CDISC and PHUSE combine efforts on key initiatives around beginning-to-end standards and semantics, strengthening an interdependent process. One initiative is the CDISC Primer, which comprises a series of short, animated videos as well as helpful links to introduce newcomers to the suite of CDISC Standards.
SCDM’s mission is to connect and inspire professionals managing global health data with global education, certification and advocacy.
CDISC and SCDM share many members and volunteers and have aligned missions of improving global clinical data management and support each other through events and initiatives that further this mission.
TransCelerate BioPharma’s mission is to collaborate across the global biopharmaceutical research and development community to identify, prioritize, design and facilitate implementation of solutions designed to drive the efficient, effective and high quality delivery of new medicines.
CDISC and TransCelerate share many members and volunteers and are active in many work groups including data standards, CDASH-SAE Supplement v2.0, Protocol and most recently on the Digital Data Flow project.
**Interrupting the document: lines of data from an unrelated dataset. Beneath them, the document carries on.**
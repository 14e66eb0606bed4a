//! ContentionHarness - greedy versus polite use of one lock.
//!
//! Both strategies spend the same wall-clock budget doing "work loops"
//! against a single `std::sync::Mutex`, which makes no fairness promise:
//!
//! - **Greedy**: one acquisition per loop, held for `greedy_hold`.
//! - **Polite**: `polite_cycles` acquisitions per loop, each held for
//!   `polite_hold`.
//!
//! Each polite acquisition is a fresh contention point, so the polite worker
//! loses far more loops to the greedy one than the greedy worker loses to it.
//! Strategies run on blocking threads because they hold the lock while
//! sleeping.

use crate::error::HarnessError;
use crate::harness::AgentGroup;
use hazard_env::{AgentName, HazardContext};
use serde::{Deserialize, Serialize};
use std::sync::{Arc, Barrier, Mutex, PoisonError};
use std::time::{Duration, Instant};
use tracing::info;

/// A lock-usage pattern.
#[derive(Debug, Clone, Copy, PartialEq, Eq, Hash, Serialize, Deserialize)]
#[serde(rename_all = "snake_case")]
pub enum Strategy {
    /// One long hold per work loop
    Greedy,
    /// Several short holds per work loop
    Polite,
}

impl Strategy {
    /// Returns the strategy name.
    pub fn name(&self) -> &'static str {
        match self {
            Strategy::Greedy => "greedy",
            Strategy::Polite => "polite",
        }
    }
}

impl std::fmt::Display for Strategy {
    fn fmt(&self, f: &mut std::fmt::Formatter<'_>) -> std::fmt::Result {
        f.write_str(self.name())
    }
}

/// Hold durations of both strategies.
#[derive(Debug, Clone, Serialize, Deserialize)]
pub struct ContentionConfig {
    /// How long the greedy worker holds the lock per loop
    pub greedy_hold: Duration,

    /// How long the polite worker holds the lock per acquisition
    pub polite_hold: Duration,

    /// Polite acquisitions per completed loop
    pub polite_cycles: u32,
}

impl Default for ContentionConfig {
    fn default() -> Self {
        Self {
            greedy_hold: Duration::from_nanos(3),
            polite_hold: Duration::from_nanos(1),
            polite_cycles: 3,
        }
    }
}

impl ContentionConfig {
    /// Sets both hold durations.
    pub fn with_holds(mut self, greedy: Duration, polite: Duration) -> Self {
        self.greedy_hold = greedy;
        self.polite_hold = polite;
        self
    }

    /// Sets the polite acquisitions per loop.
    pub fn with_polite_cycles(mut self, cycles: u32) -> Self {
        self.polite_cycles = cycles;
        self
    }

    /// Returns `(hold, acquisitions per loop)` for `strategy`.
    fn pattern(&self, strategy: Strategy) -> (Duration, u32) {
        match strategy {
            Strategy::Greedy => (self.greedy_hold, 1),
            Strategy::Polite => (self.polite_hold, self.polite_cycles),
        }
    }
}

/// Work done by one strategy over the budget.
#[derive(Debug, Clone, PartialEq, Eq, Serialize, Deserialize)]
pub struct StrategyResult {
    pub strategy: Strategy,

    /// Completed work loops
    pub loops: u64,

    /// Lock acquisitions, including those of an unfinished last loop
    pub acquisitions: u64,

    /// Total time spent holding the lock
    pub held: Duration,
}

/// Result of a contended run.
#[derive(Debug, Clone, PartialEq, Eq, Serialize, Deserialize)]
pub struct ContentionReport {
    pub duration: Duration,
    pub greedy: StrategyResult,
    pub polite: StrategyResult,
}

/// Runs lock strategies against one shared lock for a fixed budget.
pub struct ContentionHarness<C: HazardContext> {
    ctx: Arc<C>,
    config: ContentionConfig,
}

impl<C: HazardContext> ContentionHarness<C> {
    /// Creates a harness with the given hold durations.
    pub fn new(ctx: Arc<C>, config: ContentionConfig) -> Self {
        Self { ctx, config }
    }

    /// Returns the harness configuration.
    pub fn config(&self) -> &ContentionConfig {
        &self.config
    }

    /// Runs greedy and polite concurrently for `duration`.
    pub async fn run(&self, duration: Duration) -> Result<ContentionReport, HarnessError> {
        let mut results = self.run_strategies(&[Strategy::Greedy, Strategy::Polite], duration).await?;
        let polite = results.pop().ok_or_else(|| HarnessError::invalid("polite worker missing"))?;
        let greedy = results.pop().ok_or_else(|| HarnessError::invalid("greedy worker missing"))?;

        info!("Greedy worker was able to execute {} work loops", greedy.loops);
        info!("Polite worker was able to execute {} work loops", polite.loops);

        Ok(ContentionReport {
            duration,
            greedy,
            polite,
        })
    }

    /// Runs one strategy alone for `duration` (the uncontended baseline).
    pub async fn run_solo(&self, strategy: Strategy, duration: Duration) -> Result<StrategyResult, HarnessError> {
        let result = self
            .run_strategies(&[strategy], duration)
            .await?
            .pop()
            .ok_or_else(|| HarnessError::invalid("worker missing"))?;
        info!("{} worker alone executed {} work loops", strategy, result.loops);
        Ok(result)
    }

    async fn run_strategies(
        &self,
        strategies: &[Strategy],
        duration: Duration,
    ) -> Result<Vec<StrategyResult>, HarnessError> {
        if duration.is_zero() {
            return Err(HarnessError::invalid("contention duration must be non-zero"));
        }
        if self.config.polite_cycles == 0 {
            return Err(HarnessError::invalid("polite cycles must be at least one"));
        }

        let lock = Arc::new(Mutex::new(()));
        let start = Arc::new(Barrier::new(strategies.len()));
        let mut group = AgentGroup::new();
        for &strategy in strategies {
            let (hold, per_loop) = self.config.pattern(strategy);
            let lock = Arc::clone(&lock);
            let start = Arc::clone(&start);
            let handle = self.ctx.spawn_blocking(strategy.name(), move || {
                start.wait();
                work_loops(strategy, &lock, hold, per_loop, duration)
            });
            group.push(AgentName::from(strategy.name()), handle);
        }
        group.join_all().await
    }
}

/// Repeats `per_loop` acquire/hold/release cycles until `budget` elapses.
fn work_loops(
    strategy: Strategy,
    lock: &Mutex<()>,
    hold: Duration,
    per_loop: u32,
    budget: Duration,
) -> StrategyResult {
    let mut loops = 0;
    let mut acquisitions = 0;
    let mut held = Duration::ZERO;

    let begin = Instant::now();
    while begin.elapsed() <= budget {
        for _ in 0..per_loop {
            let guard = lock.lock().unwrap_or_else(PoisonError::into_inner);
            let taken = Instant::now();
            std::thread::sleep(hold);
            held += taken.elapsed();
            drop(guard);
            acquisitions += 1;
        }
        loops += 1;
    }

    StrategyResult {
        strategy,
        loops,
        acquisitions,
        held,
    }
}
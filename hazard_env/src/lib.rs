//! Hazard Environment Abstraction Layer
//!
//! This crate provides the seam between hazard scenarios and the runtime
//! they execute on. Scenarios never call `tokio::spawn` or
//! `tokio::time::sleep` directly; they go through a [`HazardContext`].
//!
//! # Core Concept: Explicit Context
//!
//! Everything that introduces timing into a scenario is intercepted:
//! - Time (`now()`, `sleep()`)
//! - Agent tasks (`spawn()`, `spawn_blocking()`)
//!
//! Running the same scenario on a paused tokio clock makes every timing
//! window virtual and exact.
//!
//! # Example
//!
//! ```ignore
//! use hazard_env::{HazardContext, TokioContext};
//!
//! let ctx = TokioContext::shared();
//! let handle = ctx.spawn("Alice", async move {
//!     ctx.sleep(Duration::from_millis(5)).await;
//! });
//! handle.await?;
//! ```

mod context;
mod types;
mod error;
mod tokio_impl;

pub use context::HazardContext;
pub use types::{AgentName, Direction};
pub use error::EnvError;
pub use tokio_impl::TokioContext;
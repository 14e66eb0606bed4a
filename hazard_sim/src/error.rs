//! Error types for the simulation harness.

use hazard_core::HarnessError;
use thiserror::Error;

/// Errors raised by the runner, the CLI and the exporter.
#[derive(Debug, Error)]
pub enum SimError {
    /// A scenario name did not match any known scenario
    #[error("Unknown scenario: {0}")]
    UnknownScenario(String),

    /// A driver failed to run
    #[error(transparent)]
    Harness(#[from] HarnessError),

    /// Writing the export file failed
    #[error("Export error: {0}")]
    Export(#[from] std::io::Error),

    /// Encoding the export failed
    #[error("Serialization error: {0}")]
    Serialization(#[from] serde_json::Error),
}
TransCelerate volunteers have also provided subject matter expertise to the development of Foundational and TA standards.
Vulcan is an HL7 accelerator project that seeks to connect the world of clinical care, where data is routinely collected in Electronic Health Records (EHRs), with the research field, where data is often needed for clinical trials and other research activities. It leverages the HL7 FHIR standard to facilitate the seamless exchange of healthcare data between these two domains. This ensures consistent data formats and terminology, making it easier to share and analyze research-relevant information from EHRs. To accomplish this, Vulcan brings together a diverse group of stakeholders in the healthcare and research fields. This includes government agencies, academia, technology vendors, patient organizations, and industry consortiums. The initiative focuses on creating FHIR implementation guides that define how specific types of clinical research data should be represented and exchanged using FHIR. These guides provide clear instructions for both data providers (e.g., hospitals) and data consumers (e.g., researchers). The benefits include faster research, improved efficiencies, and enhanced data quality.